▸ TASK TO CARRY OUT: Type out the entries below again, character for character.
== Segment start ==
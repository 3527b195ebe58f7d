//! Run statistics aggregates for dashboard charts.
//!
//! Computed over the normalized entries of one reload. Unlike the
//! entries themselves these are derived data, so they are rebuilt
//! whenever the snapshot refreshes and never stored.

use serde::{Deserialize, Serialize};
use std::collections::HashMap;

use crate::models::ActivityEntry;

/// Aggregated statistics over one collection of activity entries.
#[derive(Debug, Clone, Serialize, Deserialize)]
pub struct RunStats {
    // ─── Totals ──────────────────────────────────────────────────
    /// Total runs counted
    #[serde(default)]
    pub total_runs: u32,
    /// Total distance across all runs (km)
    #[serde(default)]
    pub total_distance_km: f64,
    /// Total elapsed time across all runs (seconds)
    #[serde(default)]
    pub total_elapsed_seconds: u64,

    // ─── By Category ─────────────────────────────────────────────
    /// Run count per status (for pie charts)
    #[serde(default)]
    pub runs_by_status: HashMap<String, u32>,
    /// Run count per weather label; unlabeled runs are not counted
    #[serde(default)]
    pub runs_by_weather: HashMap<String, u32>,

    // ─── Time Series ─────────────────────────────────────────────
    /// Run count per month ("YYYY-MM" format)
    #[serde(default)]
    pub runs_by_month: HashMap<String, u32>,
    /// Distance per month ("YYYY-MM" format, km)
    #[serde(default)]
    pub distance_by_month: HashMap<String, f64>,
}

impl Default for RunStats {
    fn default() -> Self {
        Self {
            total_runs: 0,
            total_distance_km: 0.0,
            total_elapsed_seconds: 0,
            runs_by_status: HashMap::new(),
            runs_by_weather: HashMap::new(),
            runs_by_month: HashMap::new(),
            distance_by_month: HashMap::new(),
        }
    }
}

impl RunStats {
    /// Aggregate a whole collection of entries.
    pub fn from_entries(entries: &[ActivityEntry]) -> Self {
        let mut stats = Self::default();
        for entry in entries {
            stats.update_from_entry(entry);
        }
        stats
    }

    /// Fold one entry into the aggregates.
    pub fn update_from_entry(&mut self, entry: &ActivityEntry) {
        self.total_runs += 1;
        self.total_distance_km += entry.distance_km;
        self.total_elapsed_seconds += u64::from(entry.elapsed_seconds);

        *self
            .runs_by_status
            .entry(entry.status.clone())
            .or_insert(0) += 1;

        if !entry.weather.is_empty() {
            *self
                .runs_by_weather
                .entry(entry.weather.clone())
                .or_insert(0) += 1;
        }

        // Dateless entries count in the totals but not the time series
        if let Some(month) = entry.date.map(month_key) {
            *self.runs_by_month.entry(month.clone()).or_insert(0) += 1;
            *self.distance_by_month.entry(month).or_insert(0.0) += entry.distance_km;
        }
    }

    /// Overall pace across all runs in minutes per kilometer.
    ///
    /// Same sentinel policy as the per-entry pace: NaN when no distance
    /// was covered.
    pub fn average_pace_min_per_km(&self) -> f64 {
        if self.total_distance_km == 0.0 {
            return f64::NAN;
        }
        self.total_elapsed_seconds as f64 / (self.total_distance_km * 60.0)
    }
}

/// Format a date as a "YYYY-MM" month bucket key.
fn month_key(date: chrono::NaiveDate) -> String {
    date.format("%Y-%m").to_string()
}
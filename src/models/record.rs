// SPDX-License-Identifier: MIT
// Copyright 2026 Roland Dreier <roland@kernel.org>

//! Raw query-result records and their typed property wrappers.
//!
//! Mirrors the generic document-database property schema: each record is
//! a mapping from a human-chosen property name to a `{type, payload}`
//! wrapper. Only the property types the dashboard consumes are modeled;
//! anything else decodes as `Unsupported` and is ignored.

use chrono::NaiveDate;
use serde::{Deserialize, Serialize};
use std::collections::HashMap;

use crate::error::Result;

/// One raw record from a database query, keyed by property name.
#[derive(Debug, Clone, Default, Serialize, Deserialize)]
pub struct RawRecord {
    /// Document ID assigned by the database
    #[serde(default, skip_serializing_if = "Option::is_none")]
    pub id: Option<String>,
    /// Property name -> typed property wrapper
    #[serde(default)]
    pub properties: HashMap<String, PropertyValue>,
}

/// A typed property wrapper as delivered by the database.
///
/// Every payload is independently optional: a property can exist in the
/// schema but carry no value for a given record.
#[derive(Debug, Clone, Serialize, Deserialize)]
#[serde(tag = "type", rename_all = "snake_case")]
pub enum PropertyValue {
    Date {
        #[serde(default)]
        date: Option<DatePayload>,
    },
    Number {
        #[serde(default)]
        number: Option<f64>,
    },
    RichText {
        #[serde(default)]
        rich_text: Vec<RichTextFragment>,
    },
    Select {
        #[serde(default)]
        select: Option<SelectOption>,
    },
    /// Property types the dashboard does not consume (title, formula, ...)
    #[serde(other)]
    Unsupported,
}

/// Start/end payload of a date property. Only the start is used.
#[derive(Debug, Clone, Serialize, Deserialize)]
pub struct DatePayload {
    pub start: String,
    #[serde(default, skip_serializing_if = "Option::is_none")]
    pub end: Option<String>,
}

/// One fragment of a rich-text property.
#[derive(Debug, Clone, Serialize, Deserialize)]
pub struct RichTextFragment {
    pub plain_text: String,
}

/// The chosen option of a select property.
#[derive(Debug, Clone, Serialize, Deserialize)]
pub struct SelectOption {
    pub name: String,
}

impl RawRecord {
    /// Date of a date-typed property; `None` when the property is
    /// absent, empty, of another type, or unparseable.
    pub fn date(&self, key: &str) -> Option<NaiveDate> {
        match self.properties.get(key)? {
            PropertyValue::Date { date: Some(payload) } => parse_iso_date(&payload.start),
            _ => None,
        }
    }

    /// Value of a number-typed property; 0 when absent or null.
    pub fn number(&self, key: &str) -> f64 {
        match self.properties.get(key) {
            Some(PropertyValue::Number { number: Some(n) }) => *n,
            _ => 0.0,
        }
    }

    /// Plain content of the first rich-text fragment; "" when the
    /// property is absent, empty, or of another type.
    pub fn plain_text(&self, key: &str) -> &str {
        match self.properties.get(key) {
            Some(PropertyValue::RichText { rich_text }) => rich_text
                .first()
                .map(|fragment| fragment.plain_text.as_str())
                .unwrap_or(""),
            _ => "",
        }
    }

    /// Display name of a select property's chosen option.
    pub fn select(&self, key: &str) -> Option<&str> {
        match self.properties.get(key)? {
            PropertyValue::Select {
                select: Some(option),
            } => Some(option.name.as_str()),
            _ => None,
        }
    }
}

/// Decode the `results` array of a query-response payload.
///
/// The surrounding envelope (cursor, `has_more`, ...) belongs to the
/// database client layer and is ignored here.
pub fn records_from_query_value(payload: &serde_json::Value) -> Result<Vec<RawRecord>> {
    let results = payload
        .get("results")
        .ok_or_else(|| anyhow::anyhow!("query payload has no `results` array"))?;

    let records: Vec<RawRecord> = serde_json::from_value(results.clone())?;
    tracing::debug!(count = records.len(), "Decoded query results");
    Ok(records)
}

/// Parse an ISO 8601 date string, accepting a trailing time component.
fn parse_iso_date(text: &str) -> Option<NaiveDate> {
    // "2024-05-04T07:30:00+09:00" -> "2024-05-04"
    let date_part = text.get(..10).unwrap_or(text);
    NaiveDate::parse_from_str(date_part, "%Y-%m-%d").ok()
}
== Segment end ==
▸ RESPONSE FOR THIS EXERCISE:
repository 3527b195ebe58f7d
//! Run statistics aggregates for dashboard charts.
//!
//! Computed over the normalized entries of one reload. Unlike the
//! entries themselves these are derived data, so they are rebuilt
//! whenever the snapshot refreshes and never stored.

use serde::{Deserialize, Serialize};
use std::collections::HashMap;

use crate::models::ActivityEntry;

/// Aggregated statistics over one collection of activity entries.
#[derive(Debug, Clone, Serialize, Deserialize)]
pub struct RunStats {
    // ─── Totals ──────────────────────────────────────────────────
    /// Total runs counted
    #[serde(default)]
    pub total_runs: u32,
    /// Total distance across all runs (km)
    #[serde(default)]
    pub total_distance_km: f64,
    /// Total elapsed time across all runs (seconds)
    #[serde(default)]
    pub total_elapsed_seconds: u64,

    // ─── By Category ─────────────────────────────────────────────
    /// Run count per status (for pie charts)
    #[serde(default)]
    pub runs_by_status: HashMap<String, u32>,
    /// Run count per weather label; unlabeled runs are not counted
    #[serde(default)]
    pub runs_by_weather: HashMap<String, u32>,

    // ─── Time Series ─────────────────────────────────────────────
    /// Run count per month ("YYYY-MM" format)
    #[serde(default)]
    pub runs_by_month: HashMap<String, u32>,
    /// Distance per month ("YYYY-MM" format, km)
    #[serde(default)]
    pub distance_by_month: HashMap<String, f64>,
}

impl Default for RunStats {
    fn default() -> Self {
        Self {
            total_runs: 0,
            total_distance_km: 0.0,
            total_elapsed_seconds: 0,
            runs_by_status: HashMap::new(),
            runs_by_weather: HashMap::new(),
            runs_by_month: HashMap::new(),
            distance_by_month: HashMap::new(),
        }
    }
}

impl RunStats {
    /// Aggregate a whole collection of entries.
    pub fn from_entries(entries: &[ActivityEntry]) -> Self {
        let mut stats = Self::default();
        for entry in entries {
            stats.update_from_entry(entry);
        }
        stats
    }

    /// Fold one entry into the aggregates.
    pub fn update_from_entry(&mut self, entry: &ActivityEntry) {
        self.total_runs += 1;
        self.total_distance_km += entry.distance_km;
        self.total_elapsed_seconds += u64::from(entry.elapsed_seconds);

        *self
            .runs_by_status
            .entry(entry.status.clone())
            .or_insert(0) += 1;

        if !entry.weather.is_empty() {
            *self
                .runs_by_weather
                .entry(entry.weather.clone())
                .or_insert(0) += 1;
        }

        // Dateless entries count in the totals but not the time series
        if let Some(month) = entry.date.map(month_key) {
            *self.runs_by_month.entry(month.clone()).or_insert(0) += 1;
            *self.distance_by_month.entry(month).or_insert(0.0) += entry.distance_km;
        }
    }

    /// Overall pace across all runs in minutes per kilometer.
    ///
    /// Same sentinel policy as the per-entry pace: NaN when no distance
    /// was covered.
    pub fn average_pace_min_per_km(&self) -> f64 {
        if self.total_distance_km == 0.0 {
            return f64::NAN;
        }
        self.total_elapsed_seconds as f64 / (self.total_distance_km * 60.0)
    }
}

/// Format a date as a "YYYY-MM" month bucket key.
fn month_key(date: chrono::NaiveDate) -> String {
    date.format("%Y-%m").to_string()
}
filename src/models/record.rs
// SPDX-License-Identifier: MIT
// Copyright 2026 Roland Dreier <roland@kernel.org>

//! Raw query-result records and their typed property wrappers.
//!
//! Mirrors the generic document-database property schema: each record is
//! a mapping from a human-chosen property name to a `{type, payload}`
//! wrapper. Only the property types the dashboard consumes are modeled;
//! anything else decodes as `Unsupported` and is ignored.

use chrono::NaiveDate;
use serde::{Deserialize, Serialize};
use std::collections::HashMap;

use crate::error::Result;

/// One raw record from a database query, keyed by property name.
#[derive(Debug, Clone, Default, Serialize, Deserialize)]
pub struct RawRecord {
    /// Document ID assigned by the database
    #[serde(default, skip_serializing_if = "Option::is_none")]
    pub id: Option<String>,
    /// Property name -> typed property wrapper
    #[serde(default)]
    pub properties: HashMap<String, PropertyValue>,
}

/// A typed property wrapper as delivered by the database.
///
/// Every payload is independently optional: a property can exist in the
/// schema but carry no value for a given record.
#[derive(Debug, Clone, Serialize, Deserialize)]
#[serde(tag = "type", rename_all = "snake_case")]
pub enum PropertyValue {
    Date {
        #[serde(default)]
        date: Option<DatePayload>,
    },
    Number {
        #[serde(default)]
        number: Option<f64>,
    },
    RichText {
        #[serde(default)]
        rich_text: Vec<RichTextFragment>,
    },
    Select {
        #[serde(default)]
        select: Option<SelectOption>,
    },
    /// Property types the dashboard does not consume (title, formula, ...)
    #[serde(other)]
    Unsupported,
}

/// Start/end payload of a date property. Only the start is used.
#[derive(Debug, Clone, Serialize, Deserialize)]
pub struct DatePayload {
    pub start: String,
    #[serde(default, skip_serializing_if = "Option::is_none")]
    pub end: Option<String>,
}

/// One fragment of a rich-text property.
#[derive(Debug, Clone, Serialize, Deserialize)]
pub struct RichTextFragment {
    pub plain_text: String,
}

/// The chosen option of a select property.
#[derive(Debug, Clone, Serialize, Deserialize)]
pub struct SelectOption {
    pub name: String,
}

impl RawRecord {
    /// Date of a date-typed property; `None` when the property is
    /// absent, empty, of another type, or unparseable.
    pub fn date(&self, key: &str) -> Option<NaiveDate> {
        match self.properties.get(key)? {
            PropertyValue::Date { date: Some(payload) } => parse_iso_date(&payload.start),
            _ => None,
        }
    }

    /// Value of a number-typed property; 0 when absent or null.
    pub fn number(&self, key: &str) -> f64 {
        match self.properties.get(key) {
            Some(PropertyValue::Number { number: Some(n) }) => *n,
            _ => 0.0,
        }
    }

    /// Plain content of the first rich-text fragment; "" when the
    /// property is absent, empty, or of another type.
    pub fn plain_text(&self, key: &str) -> &str {
        match self.properties.get(key) {
            Some(PropertyValue::RichText { rich_text }) => rich_text
                .first()
                .map(|fragment| fragment.plain_text.as_str())
                .unwrap_or(""),
            _ => "",
        }
    }

    /// Display name of a select property's chosen option.
    pub fn select(&self, key: &str) -> Option<&str> {
        match self.properties.get(key)? {
            PropertyValue::Select {
                select: Some(option),
            } => Some(option.name.as_str()),
            _ => None,
        }
    }
}

/// Decode the `results` array of a query-response payload.
///
/// The surrounding envelope (cursor, `has_more`, ...) belongs to the
/// database client layer and is ignored here.
pub fn records_from_query_value(payload: &serde_json::Value) -> Result<Vec<RawRecord>> {
    let results = payload
        .get("results")
        .ok_or_else(|| anyhow::anyhow!("query payload has no `results` array"))?;

    let records: Vec<RawRecord> = serde_json::from_value(results.clone())?;
    tracing::debug!(count = records.len(), "Decoded query results");
    Ok(records)
}

/// Parse an ISO 8601 date string, accepting a trailing time component.
fn parse_iso_date(text: &str) -> Option<NaiveDate> {
    // "2024-05-04T07:30:00+09:00" -> "2024-05-04"
    let date_part = text.get(..10).unwrap_or(text);
    NaiveDate::parse_from_str(date_part, "%Y-%m-%d").ok()
}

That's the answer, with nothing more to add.